PrintGrilled Beet Chicken Kebabs with Avocado

- Prep Time: 15 minutes
- Cook Time: 40 minutes
- Total Time: 55 minutes
- Yield: 6 skewers
Ingredients
- 1 cup Crunchmaster® Sea Salt Multi-Grain Crackers, finely ground
- 4 fresh large beets
- 2 teaspoon fresh mint leaves, finely chopped
- 1/2 small red onion, quartered
- 1 ripe avocado, peeled, pitted and diced
- 5 tablespoon olive oil
- 2 teaspoon balsamic vinegar
- cooking spray
- 1/4 teaspoon sea salt
- 1/4 teaspoon freshly ground white pepper
- sea salt and pepper, to taste
- 1/2 cup crumbled feta cheese
- 1/4 cup Greek plain yogurt
- 1 pound boneless chicken tenders
- 2 tablespoon sweet fruit salsa
Instructions
- Heat grill to medium heat. Soak eight 6-inch wooden skewers in water for 15 minutes.
- Coat one side of a large piece of aluminum foil with cooking spray. Place beets and 3 tablespoon of oil on foil; season with sea salt and pepper. Wrap foil over beets. Place beet packets on the grill; cook for 30 minutes or until beets are tender.

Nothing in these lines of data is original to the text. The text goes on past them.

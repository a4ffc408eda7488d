//! Submission Translator: support payload to ticket-creation request.
//!
//! The mapping is pure and total. The same payload always produces the
//! same envelope, byte for byte, so the client preview matches what the
//! relay sends.

use serde::Deserialize;
use serde::Serialize;
use support_protocol::ProblemType;
use support_protocol::SupportMethod;
use support_protocol::SupportPayload;
use support_protocol::UrgencyLevel;
use support_protocol::present;

pub const CHANNEL_TAG: &str = "web_support_form";
pub const PRODUCT_TAG: &str = "rak_support";

const NOT_PROVIDED: &str = "N/A";

#[derive(Debug, Clone, PartialEq, Eq, Serialize, Deserialize)]
pub struct TicketEnvelope {
    pub ticket: NewTicket,
}

#[derive(Debug, Clone, PartialEq, Eq, Serialize, Deserialize)]
pub struct NewTicket {
    pub subject: String,
    pub comment: TicketComment,
    pub requester: Requester,
    pub priority: TicketPriority,
    pub tags: Vec<String>,
    /// Assigned by the relay from its configuration.
    #[serde(default, skip_serializing_if = "Option::is_none")]
    pub group_id: Option<u64>,
}

#[derive(Debug, Clone, PartialEq, Eq, Serialize, Deserialize)]
pub struct TicketComment {
    pub html_body: String,
}

#[derive(Debug, Clone, PartialEq, Eq, Serialize, Deserialize)]
pub struct Requester {
    pub name: String,
    pub email: String,
    pub verified: bool,
}

#[derive(Debug, Clone, Copy, PartialEq, Eq, Serialize, Deserialize)]
#[serde(rename_all = "lowercase")]
pub enum TicketPriority {
    Urgent,
    Normal,
    Low,
}

impl TicketPriority {
    /// High urgency maps to the top tier; anything unrecognized maps to the
    /// bottom tier.
    pub fn from_urgency(urgency: Option<&str>) -> Self {
        match urgency.and_then(|level| level.trim().parse::<UrgencyLevel>().ok()) {
            Some(UrgencyLevel::High) => Self::Urgent,
            Some(UrgencyLevel::Medium) => Self::Normal,
            Some(UrgencyLevel::Low) | None => Self::Low,
        }
    }
}

impl TicketEnvelope {
    pub fn with_group(mut self, group_id: u64) -> Self {
        self.ticket.group_id = Some(group_id);
        self
    }
}

fn field(value: &Option<String>) -> Option<&str> {
    value.as_deref().and_then(present)
}

pub fn translate(payload: &SupportPayload) -> TicketEnvelope {
    let name = field(&payload.name);
    let email = field(&payload.email);
    let device = field(&payload.device_model);
    let urgency = field(&payload.urgency_level);

    let subject = format!(
        "Support Request: {} from {}",
        device.unwrap_or("General Inquiry"),
        name.unwrap_or(NOT_PROVIDED)
    );

    let tags = vec![
        CHANNEL_TAG.to_string(),
        PRODUCT_TAG.to_string(),
        device.map_or_else(|| "unknown_device".to_string(), tag_slug),
        format!("urgency_{}", urgency.map_or_else(|| "unknown".to_string(), tag_slug)),
    ];

    TicketEnvelope {
        ticket: NewTicket {
            subject,
            comment: TicketComment {
                html_body: ticket_body(payload),
            },
            requester: Requester {
                name: name.unwrap_or_default().to_string(),
                email: email.unwrap_or_default().to_string(),
                verified: true,
            },
            priority: TicketPriority::from_urgency(urgency),
            tags,
            group_id: None,
        },
    }
}

/// Lowercase tag token; runs of anything but ASCII alphanumerics become a
/// single underscore.
pub fn tag_slug(value: &str) -> String {
    let mut slug = String::with_capacity(value.len());
    for ch in value.chars() {
        if ch.is_ascii_alphanumeric() {
            slug.push(ch.to_ascii_lowercase());
        } else if !slug.is_empty() && !slug.ends_with('_') {
            slug.push('_');
        }
    }
    while slug.ends_with('_') {
        slug.pop();
    }
    if slug.is_empty() {
        slug.push_str("unknown");
    }
    slug
}

/// Escape text for inclusion in the HTML comment body.
pub fn escape_html(text: &str) -> String {
    text.replace('&', "&amp;")
        .replace('<', "&lt;")
        .replace('>', "&gt;")
        .replace('"', "&quot;")
        .replace('\'', "&#39;")
}

/// Escape, then turn line breaks into `<br>`.
fn multiline(text: &str) -> String {
    escape_html(text)
        .replace("\r\n", "\n")
        .replace('\n', "<br>")
}

fn item(lines: &mut Vec<String>, label: &str, value: &str) {
    lines.push(format!(
        "<li><strong>{label}:</strong> {}</li>",
        escape_html(value)
    ));
}

fn optional_item(lines: &mut Vec<String>, label: &str, value: Option<&str>) {
    if let Some(value) = value {
        item(lines, label, value);
    }
}

fn block(lines: &mut Vec<String>, label: &str, value: &str) {
    lines.push(format!("<p><strong>{label}:</strong></p>"));
    lines.push(format!("<p>{}</p>", multiline(value)));
}

fn ticket_body(payload: &SupportPayload) -> String {
    let mut lines = vec![
        "<h2>New RAK Support Request</h2>".to_string(),
        "<p>A new support request has been submitted via the web form.</p>".to_string(),
        "<hr>".to_string(),
        "<h3>Client Information</h3>".to_string(),
        "<ul>".to_string(),
    ];
    item(&mut lines, "Name", field(&payload.name).unwrap_or(NOT_PROVIDED));
    item(&mut lines, "Email", field(&payload.email).unwrap_or(NOT_PROVIDED));
    optional_item(&mut lines, "Company", field(&payload.company));
    optional_item(&mut lines, "Phone", field(&payload.phone));
    lines.push("</ul>".to_string());

    lines.push("<hr>".to_string());
    lines.push("<h3>Device Information</h3>".to_string());
    lines.push("<ul>".to_string());
    item(
        &mut lines,
        "Device Model",
        field(&payload.device_model).unwrap_or(NOT_PROVIDED),
    );
    item(
        &mut lines,
        "Device EUI/Serial",
        field(&payload.serial_number).unwrap_or(NOT_PROVIDED),
    );
    optional_item(&mut lines, "Firmware Version", field(&payload.firmware_version));
    lines.push("</ul>".to_string());

    lines.push("<hr>".to_string());
    lines.push("<h3>Issue Details</h3>".to_string());
    lines.push("<ul>".to_string());
    let problem = field(&payload.problem_type)
        .map_or_else(|| ProblemType::Other.label().to_string(), ProblemType::label_for);
    item(&mut lines, "Problem Type", &problem);
    let urgency = field(&payload.urgency_level).map(|raw| {
        raw.parse::<UrgencyLevel>()
            .map_or_else(|_| raw.to_string(), |level| level.short_label().to_string())
    });
    optional_item(&mut lines, "Urgency", urgency.as_deref());
    let method = field(&payload.support_method).map(|raw| {
        raw.parse::<SupportMethod>()
            .map_or_else(|_| raw.to_string(), |method| method.label().to_string())
    });
    optional_item(&mut lines, "Preferred Support Method", method.as_deref());
    lines.push("</ul>".to_string());

    lines.push("<p><strong>Issue Description:</strong></p>".to_string());
    lines.push(format!(
        "<p>{}</p>",
        field(&payload.issue_description).map_or_else(
            || "No description provided.".to_string(),
            multiline
        )
    ));
    if let Some(error) = field(&payload.error_message) {
        block(&mut lines, "Error Message", error);
    }
    if let Some(steps) = field(&payload.steps_to_reproduce) {
        block(&mut lines, "Steps to Reproduce", steps);
    }

    if payload.has_attachments() {
        lines.push(
            "<p><em>Note: The submitter indicated attachments, but files are not transmitted \
             through the web form. Please request them from the requester if needed.</em></p>"
                .to_string(),
        );
    }
    if let Some(previous) = field(&payload.previous_ticket_id) {
        lines.push(format!(
            "<p><strong>Related to previous ticket:</strong> #{}</p>",
            escape_html(previous.trim_start_matches('#'))
        ));
    }

    lines.push("<hr>".to_string());
    lines.push("<p><em>Ticket created via Web Support Form</em></p>".to_string());
    lines.join("\n")
}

- Meanwhile, dip chicken tenders into 2 tablespoon olive oil, then drench in Crunchmaster® Sea Salt Multi-Grain Crackers. Place tenders onto soaked skewers; grill, turning occasionally, until chicken is cooked through, approximately 10-12 minutes.
- Meanwhile, in a food processor, blend feta, yogurt, mint, and balsamic vinegar until smooth.
- Remove beets from the grill; cut into 1 inch chunks; gently toss with feta mixture, red onion, sea salt and pepper.
- Transfer kebabs to a serving dish with prepared beets. Serve with a side of diced avocado with salsa.